Any shares you have within a Shares ISA are capital gains AND income tax free. Completely tax free. Won't even pay window tax.
Any extra shares you have that are not in your ISA, you pay either capital gains tax or selling them at a profit (subject to CGT allowance level), or you pay income tax on an dividend received.
For me, I already have my ISA maxed out with EUA shares (thankfully), but also have EUA shares in my standard 'tax paying' account. If EUA got sold completely then, your shares will basically get sold for you at the amazingly high price announced and for tax reasons, that will be counted towards your capital gains tax bill. If only MT is sold, and a special dividend was to be announced, hopefully they announce an ex-dividend date for say a few days in the future, and the share price will rise to reflect that (maybe 1 pence less etc).
So, for me, I would rather sell my shares at 1 pence less and only pay CGT, rather than it all go through as income tax!
ps. I will sell the shares I just bought on the dip once the sp recovers. I will not sell my main shareholding of course at these severely undervalued levels. Just a quick buck, from my 'not all eggs in one basket' funds :)
Remember the words of the wise man: All you need is patience
Forgot to add:
There is (highly educated in these matters) speculation that the palladium vaults are reaching eternal emptiness, or that it may have happened already. There are on 'paper' more palladium bars in London than there actually is. How many exactly are phantom bars, I think we will find out shortly when something major happens!
Palladium has been in supply deficit for years. Which means the 'world' uses more than it currently produces. You might ask how can they use than what is available?
The answer is that they have had stockpiles of this metal, which has been gradually and gradually depleted over time. There are some speculation, that these vaults are running on empty (or extremely close).
Banks and institutions etc, are having to borrow Palladium at a rate of about 3% per month at the moment. They pay the 'interest' back in actual palladium metal itself, not in cash.
So, some bank/institution etc desperately needs some palladium, say 1000 oz's. It can borrow that for a month, but then has to repay back 1030 oz in a months time! Where does that extra palladium come from? It couldn't get enough palladium to begin with, so how is it going to repay it's debt?
The answer is higher spot prices of palladium.

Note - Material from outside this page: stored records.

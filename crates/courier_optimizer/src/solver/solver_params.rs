use jiff::SignedDuration;

use super::{
    construction::construct_solution::ConstructionStrategy,
    search::{improve_solution::SearchStrategy, termination::Termination},
};

#[derive(Clone, Debug)]
pub struct SolverParams {
    pub terminations: Vec<Termination>,
    /// Seed of the run, derived from the clock when absent.
    pub seed: Option<u64>,

    /// Forces a construction heuristic instead of picking one by stop count.
    pub construction: Option<ConstructionStrategy>,
    /// Forces a metaheuristic instead of picking one by stop count and budget.
    pub search: Option<SearchStrategy>,

    /// Largest location count for which the full travel matrix is fetched up
    /// front, larger problems ask the oracle pair by pair.
    pub matrix_threshold: usize,
    /// Iterations between two full re-evaluations of the solution.
    pub resync_interval: usize,
    pub local_search_threads: Threads,
    pub hill_climbing_max_iterations: usize,

    pub annealing: AnnealingParams,
    pub tabu: TabuParams,
    pub genetic: GeneticParams,
    pub validator: ValidatorParams,
}

#[derive(Clone, Debug)]
pub enum Threads {
    Single,
    Auto,
    Multi(usize),
}

impl Threads {
    pub fn number_of_threads(&self) -> usize {
        match self {
            Threads::Single => 1,
            Threads::Multi(num) => *num,
            Threads::Auto => std::thread::available_parallelism().map_or(1, |n| n.get()),
        }
    }
}

#[derive(Clone, Debug)]
pub struct AnnealingParams {
    /// Derived from sampled move deltas when absent.
    pub initial_temperature: Option<f64>,
    pub cooling_rate: f64,
    pub iterations_per_temperature: usize,
    pub min_temperature: f64,
    /// Non-improving iterations before rolling back to the best solution and
    /// reheating.
    pub reheat_after: usize,
    pub max_reheats: usize,
}

#[derive(Clone, Debug)]
pub struct TabuParams {
    pub tenure: usize,
    pub max_iterations: usize,
}

#[derive(Clone, Debug)]
pub struct GeneticParams {
    pub population_size: usize,
    pub offspring_per_generation: usize,
    pub mutation_rate: f64,
    /// Share of the stops removed by the ruin-and-recreate mutation.
    pub ruin_ratio: f64,
    pub max_generations: usize,
    pub plateau_generations: usize,
}

#[derive(Clone, Debug)]
pub struct ValidatorParams {
    pub lateness_step: SignedDuration,
    pub max_extra_lateness: SignedDuration,
    pub capacity_overage_ratio: f64,
    /// Local search iterations after each relaxation step.
    pub repair_iterations: usize,
}

impl Default for SolverParams {
    fn default() -> Self {
        Self {
            terminations: vec![
                Termination::IterationsWithoutImprovement(5_000),
                Termination::Iterations(100_000),
                Termination::Duration(SignedDuration::from_secs(30)),
            ],
            seed: None,
            construction: None,
            search: None,
            matrix_threshold: 300,
            resync_interval: 500,
            local_search_threads: Threads::Auto,
            hill_climbing_max_iterations: 10_000,
            annealing: AnnealingParams::default(),
            tabu: TabuParams::default(),
            genetic: GeneticParams::default(),
            validator: ValidatorParams::default(),
        }
    }
}

impl Default for AnnealingParams {
    fn default() -> Self {
        Self {
            initial_temperature: None,
            cooling_rate: 0.95,
            iterations_per_temperature: 100,
            min_temperature: 1e-3,
            reheat_after: 2_000,
            max_reheats: 3,
        }
    }
}

impl Default for TabuParams {
    fn default() -> Self {
        Self {
            tenure: 10,
            max_iterations: 2_000,
        }
    }
}

impl Default for GeneticParams {
    fn default() -> Self {
        Self {
            population_size: 12,
            offspring_per_generation: 8,
            mutation_rate: 0.3,
            ruin_ratio: 0.1,
            max_generations: 500,
            plateau_generations: 50,
        }
    }
}

impl Default for ValidatorParams {
    fn default() -> Self {
        Self {
            lateness_step: SignedDuration::from_mins(15),
            max_extra_lateness: SignedDuration::from_mins(60),
            capacity_overage_ratio: 0.1,
            repair_iterations: 200,
        }
    }
}

impl SolverParams {
    /// Wall-clock budget of the run, the shortest duration termination.
    pub fn time_budget(&self) -> Option<SignedDuration> {
        self.terminations
            .iter()
            .filter_map(|termination| match termination {
                Termination::Duration(duration) => Some(*duration),
                _ => None,
            })
            .min()
    }

    pub fn with_time_budget(mut self, budget: SignedDuration) -> Self {
        self.terminations
            .retain(|termination| !matches!(termination, Termination::Duration(_)));
        self.terminations.push(Termination::Duration(budget));
        self
    }
}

The same will happen with platinum soon too. (and we have platinum in our mines too lol ) So won't be much incentive for all the catalytic convertor manufacture's to change over all their tooling etc.
Gold and silver too will eventually start skyrocketing in value ( we have gold too lol ). Silver will probably go up in value percentage-wise to current price, than gold will. But they will both go up a lot.
This is why EUA is severely undervalued!
Oh I forgot to add (busy cooking), that we are about to get awarded an extended license for MT to bring the amount of palladium from 2 million oz to 15 million oz.
Once that happens, you can effectively X7 that 88.8p value
Research the company and you will know it is massively undervalued at current share price.
Basic back of fag packet (on laptop in kitchen while cooking lunch) calculations are:
THIS IS JUST FOR ONE METAL OUT OF THE WHOLE BASKET, AND AT ONLY ONE MINE (MT)
2 million oz of palladium. palladium spot price is currently about $2300/oz, and about to start rising even more. cost of producing 1 oz of palladium costs us (EUA) $300/350 an oz.
2 million X (2300-350) = $3.9 billion
EUA own 80% of MT so that become $3.9 X 80% = $3.12 billion
$3.12 billion = £2.4 billion GREAT BRITISH POUNDS
Approx 2.7 billion shares in circulation of EUA
So each share should be worth £2.4 billion / 2.7 billion = £0.888 = 88.8p
RE-READ THE TOP PART IN CAPITALS AGAIN!
I haven't traded like that in my ISA, I just used those companies as an example to highlight my point.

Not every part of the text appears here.